Rose and Joe's Italian Bakery
In the back of this Italian bakery is a small counter where you can get a slice or two of "Italian bakery pizza"—as they define it. Rose & Joe's square slices are hefty, with lots of sauce and cheese. Sauce first, cheese on top. Here, an abundant amount of melty low-moisture mozzarella blankets a thick, tangy sauce, with spots of cheese crisped ever so nicely into just-slightly-chewy territory.
Rose and Joe's Italian Bakery: 22-40 31st Street, Astoria NY 11105 (map); 718-721-9422
This Brooklyn pizzeria serves decidedly New York–style pizzas — a "Classic New York Round" pie (that in truth nods more toward the New York–Neapolitan style of pizza) and an "Old Fashioned Grandma Style Square" pizza. The latter is the pie to get.
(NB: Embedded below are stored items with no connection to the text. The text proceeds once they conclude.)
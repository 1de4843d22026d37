//! Backend Module
//!
//! Server-side code for the TeamHub realtime core.
//!
//! # Architecture
//!
//! - **`server`** - Configuration, application state, startup
//! - **`routes`** - Router assembly
//! - **`socket`** - Handshake and per-connection event loop
//! - **`auth`** - JWT tokens and identity verification
//! - **`realtime`** - Connection hub, rooms, presence
//! - **`chat`** - Message pipeline, typing relay, message storage
//! - **`tasks`** - Task lookups and the assignee relay
//! - **`groups`** - Workspace and project membership storage
//! - **`store`** - Collaborator traits and the SQLite implementation
//! - **`error`** - Backend error types
//!
//! # Module Structure
//!
//! ```text
//! backend/
//! ├── mod.rs      - Module exports and documentation
//! ├── main.rs     - Server binary
//! ├── store.rs    - Collaborator traits
//! ├── server/     - Server initialization and state
//! ├── routes/     - Route configuration
//! ├── socket/     - WebSocket handshake and session
//! ├── auth/       - Authentication
//! ├── realtime/   - Connection hub, rooms, presence
//! ├── chat/       - Messages and typing
//! ├── tasks/      - Task relay
//! ├── groups/     - Membership storage
//! └── error/      - Error types
//! ```
//!
//! # Event Flow
//!
//! connect -> authenticate -> resolve groups -> join rooms -> announce online
//! -> handle events (authorize against live membership, persist, fan out)
//! -> disconnect -> announce offline

/// Server setup and configuration
pub mod server;

/// Route configuration
pub mod routes;

/// WebSocket handshake and session loop
pub mod socket;

/// Authentication and identity verification
pub mod auth;

/// Connection hub, rooms and presence
pub mod realtime;

/// Chat message pipeline
pub mod chat;

/// Task event relay
pub mod tasks;

/// Workspace and project membership
pub mod groups;

/// Collaborator traits and SQLite store
pub mod store;

/// Backend error types
pub mod error;

// Re-export commonly used types
pub use error::{AuthError, BackendError};
pub use server::{create_app, AppState};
The crust is light, airy enough, and takes a nice burnishing from the oiled pan, becoming crisp-fried-chewy in spots while remaining soft and moist (but not underdone) in others.
Out in Bensonhurst, Brooklyn, Valentino's just looks like it'd make a good slice, and this grandma didn't disappoint. The crust has an impossibly crisp, cracker-like bottom and a thin layer of wonderful softness where the dough met the sauce; the sauce is fresh and tangy, the cheese mild and sparingly applied.
Valentino's Pizza: 1702 86th St., Brooklyn, NY 11214 (map); 718-837-3800
While the round New York–style pizza is very good, the Sicilian is even better—a thin plank of pie brimming with molten cheese that spilled over the edges of the slice. As the cheese elongated, little holes appeared on the surface and geysers of the sweet, tangy sauce squirted through them. The dough was light and impossibly airy, spongy and soft, yet with a good crunch on the bottom.
Grandaisy Bakery is a fine destination for thin squares of pizza; we love the we love the Cavolfiore, cauliflower and Gruyere. Laid out on the nicely oily, crisp-edged base are cauliflower bits almost creamy in their tenderness, but browned on the top, soft and nutty-tasting at once.